Lecture #1: Introduction January 10, 2012
What is Social Control?
- ways of controlling people’s behaviour in society
- contested concept
- changing definitions
- definition: organized responses to crime, delinquency and allied forms of
deviant and/or socially problematic behaviour which are actually conceived
as such whether in the reactive sense or in the proactive sense
- Cohen’s definition
earlier definitions of social control emphasize all the things that give
society structure, and socialization of people
Cohen focuses on control as responding to acts of deviance (e.g.
punishment)
- informal vs. formal
informal: through interactions and socialization
formal: laws, rules, policies
it’s not always clear the distinction between the two (e.g. is school
informal or formal, even law enforcement can straddle the two)
- proactive vs. reactive
proactive: pre-emptive (e.g. campaigns for seatbelts)
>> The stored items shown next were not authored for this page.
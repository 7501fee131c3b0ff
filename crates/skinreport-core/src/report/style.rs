//! Named text styles, colours and font faces.

use std::collections::BTreeMap;

use serde::Serialize;

use super::Edition;

/// RGB colour with components in `0.0..=1.0`.
#[derive(Debug, Clone, Copy, PartialEq, Serialize)]
pub struct Color {
    pub r: f32,
    pub g: f32,
    pub b: f32,
}

impl Color {
    pub const fn rgb(r: f32, g: f32, b: f32) -> Self {
        Self { r, g, b }
    }

    pub const BLACK: Color = Color::rgb(0.0, 0.0, 0.0);
    pub const DARK_GREY: Color = Color::rgb(0.1, 0.1, 0.1);
    pub const WHITE: Color = Color::rgb(1.0, 1.0, 1.0);
    /// Brand blue.
    pub const BLUE: Color = Color::rgb(0.0, 0.539, 0.625);
    /// Brand purple.
    pub const PURPLE: Color = Color::rgb(0.34375, 0.296875, 0.4375);
}

/// OpenSans faces used by the report.
#[derive(Debug, Clone, Copy, PartialEq, Eq, PartialOrd, Ord, Hash, Serialize)]
pub enum FontFace {
    Regular,
    Italic,
    Light,
    Bold,
    BoldItalic,
    ExtraBold,
}

impl FontFace {
    pub const ALL: [FontFace; 6] = [
        FontFace::Regular,
        FontFace::Italic,
        FontFace::Light,
        FontFace::Bold,
        FontFace::BoldItalic,
        FontFace::ExtraBold,
    ];

    /// PostScript name, also used as the PDF `BaseFont`.
    pub fn postscript_name(self) -> &'static str {
        match self {
            FontFace::Regular => "OpenSans-Regular",
            FontFace::Italic => "OpenSans-Italic",
            FontFace::Light => "OpenSans-Light",
            FontFace::Bold => "OpenSans-Bold",
            FontFace::BoldItalic => "OpenSans-BoldItalic",
            FontFace::ExtraBold => "OpenSans-ExtraBold",
        }
    }

    /// TrueType file expected in the asset folder.
    pub fn file_name(self) -> String {
        format!("{}.ttf", self.postscript_name())
    }

    /// Standard 14 font substituted when the TrueType file is missing.
    pub fn builtin_fallback(self) -> &'static str {
        match self {
            FontFace::Regular | FontFace::Light => "Helvetica",
            FontFace::Italic => "Helvetica-Oblique",
            FontFace::Bold | FontFace::ExtraBold => "Helvetica-Bold",
            FontFace::BoldItalic => "Helvetica-BoldOblique",
        }
    }

    pub fn is_italic(self) -> bool {
        matches!(self, FontFace::Italic | FontFace::BoldItalic)
    }
}

/// Names of the report's text styles.
#[derive(Debug, Clone, Copy, PartialEq, Eq, PartialOrd, Ord, Hash, Serialize)]
pub enum StyleName {
    Title,
    SubTitle,
    SubTitleItalic,
    Heading,
    SubHeading,
    ColouredHeading,
    AnalysisLabel,
    Remark,
    Body,
    Caption,
    FooterBlue,
    FooterPurple,
}

/// Font, size, colour and spacing of a run of text.
#[derive(Debug, Clone, Copy, PartialEq, Serialize)]
pub struct TextStyle {
    pub face: FontFace,
    /// Font size in points.
    pub size: f32,
    pub color: Color,
    /// Extra space after every character, in points.
    pub char_spacing: f32,
    /// Baseline distance for wrapped paragraphs, in points.
    pub leading: f32,
}

impl TextStyle {
    pub const fn new(face: FontFace, size: f32, color: Color) -> Self {
        Self {
            face,
            size,
            color,
            char_spacing: 0.0,
            leading: 12.0,
        }
    }

    pub const fn with_char_spacing(mut self, char_spacing: f32) -> Self {
        self.char_spacing = char_spacing;
        self
    }

    pub const fn with_color(mut self, color: Color) -> Self {
        self.color = color;
        self
    }
}

/// Style table for one edition.
#[derive(Debug, Clone)]
pub struct StyleSheet {
    styles: BTreeMap<StyleName, TextStyle>,
}

impl StyleSheet {
    /// Build the style table used by `edition`.
    pub fn for_edition(edition: Edition) -> Self {
        use StyleName::*;

        let footer = TextStyle::new(FontFace::Light, 10.5, Color::BLUE).with_char_spacing(1.0);
        let caption = TextStyle::new(FontFace::Bold, 9.0, Color::WHITE);

        let mut styles = BTreeMap::from([
            (Title, TextStyle::new(FontFace::ExtraBold, 32.0, Color::BLUE)),
            (SubTitle, TextStyle::new(FontFace::Bold, 15.0, Color::PURPLE)),
            (SubTitleItalic, TextStyle::new(FontFace::BoldItalic, 15.0, Color::PURPLE)),
            (Heading, TextStyle::new(FontFace::Bold, 13.75, Color::BLACK)),
            (SubHeading, TextStyle::new(FontFace::Regular, 11.0, Color::BLACK)),
            (ColouredHeading, TextStyle::new(FontFace::ExtraBold, 17.0, Color::BLUE)),
            (AnalysisLabel, TextStyle::new(FontFace::Bold, 12.0, Color::DARK_GREY)),
            (Remark, TextStyle::new(FontFace::Italic, 10.0, Color::DARK_GREY)),
            (Body, TextStyle::new(FontFace::Regular, 9.0, Color::DARK_GREY)),
            (Caption, caption),
            (FooterBlue, footer),
            (FooterPurple, footer.with_color(Color::PURPLE)),
        ]);

        // The classic photo caption sits on the white box in black.
        if edition == Edition::Classic {
            styles.insert(Caption, caption.with_color(Color::BLACK));
        }

        Self { styles }
    }

    pub fn get(&self, name: StyleName) -> &TextStyle {
        // Every StyleName is inserted by `for_edition`.
        &self.styles[&name]
    }
}

impl Default for StyleSheet {
    fn default() -> Self {
        Self::for_edition(Edition::default())
    }
}

#[cfg(test)]
mod tests {
    use super::*;
    use pretty_assertions::assert_eq;

    #[test]
    fn test_brand_styles() {
        let sheet = StyleSheet::default();

        let title = sheet.get(StyleName::Title);
        assert_eq!(title.face, FontFace::ExtraBold);
        assert_eq!(title.size, 32.0);
        assert_eq!(title.color, Color::BLUE);

        let footer = sheet.get(StyleName::FooterPurple);
        assert_eq!(footer.face, FontFace::Light);
        assert_eq!(footer.char_spacing, 1.0);
        assert_eq!(footer.color, Color::PURPLE);

        assert_eq!(sheet.get(StyleName::Body).leading, 12.0);
    }

    #[test]
    fn test_caption_colour_per_edition() {
        let complete = StyleSheet::for_edition(Edition::Complete);
        let classic = StyleSheet::for_edition(Edition::Classic);
        assert_eq!(complete.get(StyleName::Caption).color, Color::WHITE);
        assert_eq!(classic.get(StyleName::Caption).color, Color::BLACK);
    }

    #[test]
    fn test_font_files() {
        assert_eq!(FontFace::BoldItalic.file_name(), "OpenSans-BoldItalic.ttf");
        assert_eq!(FontFace::ExtraBold.builtin_fallback(), "Helvetica-Bold");
    }
}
reactive: as a response to a deviant act
however most walk the line between either, such as regulations which
are put in place as reactions, but are pre-emptive strikes to prevent
future incidents
- hard-edge vs. soft-edge
hard-edge: prison, fines
soft-edge: therapy
Changing Social Control
- social control shifts over time
- post-modern/late modern
modern -> colonialism
post-modern -> post-colonialism
- trends in social control
e.g. Facebook, notion of identity and having multiple identities, being
able to control your identity
Donald Black: The Social Structure of Right and Wrong
- a sociology of social control
- self-help
- form/style/quantity
- thinks you can predict social control outcomes based on social statuses and
what not
- form:
- four different kinds of style:
penal (punishing or deterring a particular type of act)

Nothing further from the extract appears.